Here's a startling statistic: Nearly a third of the people listed as unemployed in the second quarter had been jobless for a year or longer. That was 30.9 percent of the 14.6 million then listed as unemployed, or about 4.5 million people.
The numbers are in an October report from the U.S. Bureau of Labor Statistics that says the number of long-term unemployed had "increased sharply" since the December 2007 start of the Great Recession. (The recession was declared officially over in June 2009.)
In fact, the report says, the share of the labor force jobless for a year or longer reached a record high in the quarter.
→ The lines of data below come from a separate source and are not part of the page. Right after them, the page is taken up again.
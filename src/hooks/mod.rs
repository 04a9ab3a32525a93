//! Hook system for MAGI.
//!
//! Hooks observe (and, before dispatch, adjust) the consensus lifecycle:
//!
//! - `pre_dispatch`: before any provider is contacted
//! - `post_dispatch`: after every provider call settled
//! - `on_judge`: after the judge broke a tie
//! - `post_consensus`: when a response is ready
//! - `on_failure`: when a request fails
//!
//! Errors from `pre_dispatch` hooks abort the request. Errors from every
//! other hook are logged and ignored.

mod builtin;

pub use builtin::{LoggingHook, Metrics, MetricsHook};

use std::sync::Arc;

use async_trait::async_trait;

use crate::types::requests::{Prompt, ProviderKind};
use crate::types::responses::{ConsensusResponse, JudgeVerdict, ProviderResult};
use crate::{MagiError, MagiResult};

// ═══════════════════════════════════════════════════════════════════════════
// Event types
// ═══════════════════════════════════════════════════════════════════════════

/// Event that triggers a hook.
#[derive(Debug, Clone, Copy, PartialEq, Eq)]
pub enum HookEvent {
    PreDispatch,
    PostDispatch,
    OnJudge,
    PostConsensus,
    OnFailure,
}

impl std::fmt::Display for HookEvent {
    fn fmt(&self, f: &mut std::fmt::Formatter<'_>) -> std::fmt::Result {
        match self {
            HookEvent::PreDispatch => write!(f, "pre_dispatch"),
            HookEvent::PostDispatch => write!(f, "post_dispatch"),
            HookEvent::OnJudge => write!(f, "on_judge"),
            HookEvent::PostConsensus => write!(f, "post_consensus"),
            HookEvent::OnFailure => write!(f, "on_failure"),
        }
    }
}

// ═══════════════════════════════════════════════════════════════════════════
// Hook context
// ═══════════════════════════════════════════════════════════════════════════

/// Data handed to hooks.
pub enum HookContext<'a> {
    PreDispatch {
        request_id: &'a str,
        prompt: &'a Prompt,
        providers: &'a [ProviderKind],
    },

    PostDispatch {
        request_id: &'a str,
        results: &'a [ProviderResult],
    },

    OnJudge {
        request_id: &'a str,
        candidates: &'a [&'a str],
        verdict: &'a JudgeVerdict,
    },

    PostConsensus {
        response: &'a ConsensusResponse,
    },

    OnFailure {
        request_id: &'a str,
        error: &'a MagiError,
    },
}

impl<'a> HookContext<'a> {
    /// Returns the event matching the context.
    pub fn event(&self) -> HookEvent {
        match self {
            HookContext::PreDispatch { .. } => HookEvent::PreDispatch,
            HookContext::PostDispatch { .. } => HookEvent::PostDispatch,
            HookContext::OnJudge { .. } => HookEvent::OnJudge,
            HookContext::PostConsensus { .. } => HookEvent::PostConsensus,
            HookContext::OnFailure { .. } => HookEvent::OnFailure,
        }
    }
}

// ═══════════════════════════════════════════════════════════════════════════
// Hook result
// ═══════════════════════════════════════════════════════════════════════════

/// Result of running a hook.
#[derive(Debug, Clone, Default)]
pub enum HookResult {
    /// Carry on unchanged.
    #[default]
    Continue,

    /// Replace the prompt (only honored for pre_dispatch).
    ModifyPrompt(Prompt),
}

// ═══════════════════════════════════════════════════════════════════════════
// Hook trait
// ═══════════════════════════════════════════════════════════════════════════

/// A lifecycle observer.
#[async_trait]
pub trait Hook: Send + Sync {
    /// Hook name.
    fn name(&self) -> &str;

    /// Events this hook listens to.
    fn events(&self) -> &[HookEvent];

    /// Runs the hook.
    async fn execute(&self, context: &HookContext<'_>) -> MagiResult<HookResult>;
}

// ═══════════════════════════════════════════════════════════════════════════
// Hook system
// ═══════════════════════════════════════════════════════════════════════════

/// Hook registry and runner.
#[derive(Clone, Default)]
pub struct HookSystem {
    pre_dispatch: Vec<Arc<dyn Hook>>,
    post_dispatch: Vec<Arc<dyn Hook>>,
    on_judge: Vec<Arc<dyn Hook>>,
    post_consensus: Vec<Arc<dyn Hook>>,
    on_failure: Vec<Arc<dyn Hook>>,
}

impl HookSystem {
    /// Creates an empty hook system.
    pub fn new() -> Self {
        Self::default()
    }

    /// Creates a system with the default hooks (logging).
    pub fn with_defaults() -> Self {
        let mut system = Self::new();
        system.register(Arc::new(LoggingHook));
        system
    }

    fn slot(&mut self, event: HookEvent) -> &mut Vec<Arc<dyn Hook>> {
        match event {
            HookEvent::PreDispatch => &mut self.pre_dispatch,
            HookEvent::PostDispatch => &mut self.post_dispatch,
            HookEvent::OnJudge => &mut self.on_judge,
            HookEvent::PostConsensus => &mut self.post_consensus,
            HookEvent::OnFailure => &mut self.on_failure,
        }
    }

    /// Registers a hook for each of its events.
    pub fn register(&mut self, hook: Arc<dyn Hook>) {
        for &event in hook.events() {
            tracing::debug!(hook_name = hook.name(), event = %event, "Registering hook");
            self.slot(event).push(hook.clone());
        }
    }

    /// Runs pre_dispatch hooks in order.
    ///
    /// A `ModifyPrompt` result replaces the prompt seen by later hooks; the
    /// final prompt is returned.
    pub async fn run_pre_dispatch(
        &self,
        request_id: &str,
        prompt: &Prompt,
        providers: &[ProviderKind],
    ) -> MagiResult<Option<Prompt>> {
        let mut current: Option<Prompt> = None;

        for hook in &self.pre_dispatch {
            let context = HookContext::PreDispatch {
                request_id,
                prompt: current.as_ref().unwrap_or(prompt),
                providers,
            };
            match hook.execute(&context).await? {
                HookResult::Continue => continue,
                HookResult::ModifyPrompt(new_prompt) => {
                    tracing::debug!(hook_name = hook.name(), "Hook replaced prompt");
                    current = Some(new_prompt);
                }
            }
        }

        Ok(current)
    }

    /// Runs post_dispatch hooks.
    pub async fn run_post_dispatch(&self, request_id: &str, results: &[ProviderResult]) {
        let context = HookContext::PostDispatch {
            request_id,
            results,
        };
        Self::run_observers(&self.post_dispatch, &context).await;
    }

    /// Runs on_judge hooks.
    pub async fn run_on_judge(&self, request_id: &str, candidates: &[&str], verdict: &JudgeVerdict) {
        let context = HookContext::OnJudge {
            request_id,
            candidates,
            verdict,
        };
        Self::run_observers(&self.on_judge, &context).await;
    }

    /// Runs post_consensus hooks.
    pub async fn run_post_consensus(&self, response: &ConsensusResponse) {
        let context = HookContext::PostConsensus { response };
        Self::run_observers(&self.post_consensus, &context).await;
    }

    /// Runs on_failure hooks.
    pub async fn run_on_failure(&self, request_id: &str, error: &MagiError) {
        let context = HookContext::OnFailure { request_id, error };
        Self::run_observers(&self.on_failure, &context).await;
    }

    async fn run_observers(hooks: &[Arc<dyn Hook>], context: &HookContext<'_>) {
        for hook in hooks {
            if let Err(e) = hook.execute(context).await {
                tracing::warn!(
                    hook_name = hook.name(),
                    event = %context.event(),
                    error = %e,
                    "Hook failed"
                );
            }
        }
    }

    /// Returns the number of registrations across all events.
    pub fn count(&self) -> usize {
        self.pre_dispatch.len()
            + self.post_dispatch.len()
            + self.on_judge.len()
            + self.post_consensus.len()
            + self.on_failure.len()
    }

    /// Returns the number of hooks for a specific event.
    pub fn count_for_event(&self, event: HookEvent) -> usize {
        match event {
            HookEvent::PreDispatch => self.pre_dispatch.len(),
            HookEvent::PostDispatch => self.post_dispatch.len(),
            HookEvent::OnJudge => self.on_judge.len(),
            HookEvent::PostConsensus => self.post_consensus.len(),
            HookEvent::OnFailure => self.on_failure.len(),
        }
    }
}

#[cfg(test)]
mod tests {
    use super::*;
    use std::sync::atomic::{AtomicUsize, Ordering};

    // Counts executions
    struct CountingHook {
        name: String,
        events: Vec<HookEvent>,
        count: Arc<AtomicUsize>,
    }

    impl CountingHook {
        fn new(name: &str, events: &[HookEvent], count: Arc<AtomicUsize>) -> Self {
            Self {
                name: name.to_string(),
                events: events.to_vec(),
                count,
            }
        }
    }

    #[async_trait]
    impl Hook for CountingHook {
        fn name(&self) -> &str {
            &self.name
        }

        fn events(&self) -> &[HookEvent] {
            &self.events
        }

        async fn execute(&self, _context: &HookContext<'_>) -> MagiResult<HookResult> {
            self.count.fetch_add(1, Ordering::SeqCst);
            Ok(HookResult::Continue)
        }
    }

    struct RewriteHook;

    #[async_trait]
    impl Hook for RewriteHook {
        fn name(&self) -> &str {
            "rewrite"
        }

        fn events(&self) -> &[HookEvent] {
            &[HookEvent::PreDispatch]
        }

        async fn execute(&self, context: &HookContext<'_>) -> MagiResult<HookResult> {
            if let HookContext::PreDispatch { prompt, .. } = context {
                let rewritten = (*prompt).clone().with_system("Answer in one word.");
                return Ok(HookResult::ModifyPrompt(rewritten));
            }
            Ok(HookResult::Continue)
        }
    }

    struct FailingHook(HookEvent);

    #[async_trait]
    impl Hook for FailingHook {
        fn name(&self) -> &str {
            "failing"
        }

        fn events(&self) -> &[HookEvent] {
            std::slice::from_ref(&self.0)
        }

        async fn execute(&self, _context: &HookContext<'_>) -> MagiResult<HookResult> {
            Err(MagiError::other("hook exploded"))
        }
    }

    #[test]
    fn test_hook_system_new() {
        let system = HookSystem::new();
        assert_eq!(system.count(), 0);
    }

    #[test]
    fn test_hook_system_with_defaults() {
        let system = HookSystem::with_defaults();
        assert!(system.count() > 0);
        assert_eq!(system.count_for_event(HookEvent::PostConsensus), 1);
    }

    #[test]
    fn test_multi_event_registration() {
        let mut system = HookSystem::new();
        let count = Arc::new(AtomicUsize::new(0));

        system.register(Arc::new(CountingHook::new(
            "test",
            &[HookEvent::PostConsensus, HookEvent::OnFailure],
            count,
        )));

        assert_eq!(system.count_for_event(HookEvent::PostConsensus), 1);
        assert_eq!(system.count_for_event(HookEvent::OnFailure), 1);
        assert_eq!(system.count_for_event(HookEvent::PreDispatch), 0);
        assert_eq!(system.count(), 2);
    }

    #[tokio::test]
    async fn test_pre_dispatch_chain_runs_all() {
        let mut system = HookSystem::new();
        let first = Arc::new(AtomicUsize::new(0));
        let second = Arc::new(AtomicUsize::new(0));

        system.register(Arc::new(CountingHook::new("first", &[HookEvent::PreDispatch], first.clone())));
        system.register(Arc::new(CountingHook::new("second", &[HookEvent::PreDispatch], second.clone())));

        let prompt = Prompt::new("hi");
        let replaced = system
            .run_pre_dispatch("r-1", &prompt, &ProviderKind::ALL)
            .await
            .unwrap();

        assert!(replaced.is_none());
        assert_eq!(first.load(Ordering::SeqCst), 1);
        assert_eq!(second.load(Ordering::SeqCst), 1);
    }

    #[tokio::test]
    async fn test_pre_dispatch_modify_prompt() {
        let mut system = HookSystem::new();
        system.register(Arc::new(RewriteHook));

        let prompt = Prompt::new("hi");
        let replaced = system
            .run_pre_dispatch("r-1", &prompt, &ProviderKind::ALL)
            .await
            .unwrap()
            .unwrap();

        assert_eq!(replaced.system.as_deref(), Some("Answer in one word."));
        assert_eq!(replaced.text, "hi");
    }

    #[tokio::test]
    async fn test_pre_dispatch_error_propagates() {
        let mut system = HookSystem::new();
        system.register(Arc::new(FailingHook(HookEvent::PreDispatch)));

        let result = system
            .run_pre_dispatch("r-1", &Prompt::new("hi"), &ProviderKind::ALL)
            .await;
        assert!(result.is_err());
    }

    #[tokio::test]
    async fn test_observer_errors_are_swallowed() {
        let mut system = HookSystem::new();
        let count = Arc::new(AtomicUsize::new(0));
        system.register(Arc::new(FailingHook(HookEvent::OnFailure)));
        system.register(Arc::new(CountingHook::new("after", &[HookEvent::OnFailure], count.clone())));

        system.run_on_failure("r-1", &MagiError::other("boom")).await;

        assert_eq!(count.load(Ordering::SeqCst), 1);
    }

    #[tokio::test]
    async fn test_post_dispatch_and_judge_hooks() {
        let mut system = HookSystem::new();
        let count = Arc::new(AtomicUsize::new(0));
        system.register(Arc::new(CountingHook::new(
            "observer",
            &[HookEvent::PostDispatch, HookEvent::OnJudge],
            count.clone(),
        )));

        system.run_post_dispatch("r-1", &[]).await;
        system
            .run_on_judge("r-1", &["Apple", "Banana"], &JudgeVerdict::new(1, "x"))
            .await;

        assert_eq!(count.load(Ordering::SeqCst), 2);
    }

    #[test]
    fn test_hook_event_display() {
        assert_eq!(format!("{}", HookEvent::PreDispatch), "pre_dispatch");
        assert_eq!(format!("{}", HookEvent::PostDispatch), "post_dispatch");
        assert_eq!(format!("{}", HookEvent::OnJudge), "on_judge");
        assert_eq!(format!("{}", HookEvent::PostConsensus), "post_consensus");
        assert_eq!(format!("{}", HookEvent::OnFailure), "on_failure");
    }

    #[test]
    fn test_hook_context_event() {
        let prompt = Prompt::new("hi");
        let ctx = HookContext::PreDispatch {
            request_id: "r",
            prompt: &prompt,
            providers: &[],
        };
        assert_eq!(ctx.event(), HookEvent::PreDispatch);

        let error = MagiError::other("x");
        let ctx = HookContext::OnFailure {
            request_id: "r",
            error: &error,
        };
        assert_eq!(ctx.event(), HookEvent::OnFailure);
    }
}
It's common that when the Labor Department puts out its monthly report on employment, the number of so-called long-term unemployed, or those jobless for more than six months, is broken out. But the report doesn't usually go more granular, to detail specific numbers in the two long-term categories (27-51 weeks, 52+ weeks).
That is in the new BLS report. What's more, it also shows how significant the run-up in the year-plus ranks of the unemployed has been: from 9.5 percent of the jobless population in Q2 2007 to nearly 31 percent in the same quarter this year.
A new monthly report on employment is due tomorrow morning. Bloomberg News is predicting the unemployment rate for October will remain at 9.6 percent, as it has been for the previous two months. More of the same isn't encouraging, and was cited yesterday by the Federal Reserve as one reason it had decided to embark on purchasing $600 billion in long-term Treasury bonds to try to jump-start the economy.
FRIDAY UPDATE: The government did indeed report an unemployment rate of 9.6 percent for October, and put the number of long-term unemployed (total at 27 weeks or more) at 6.2 million for the month.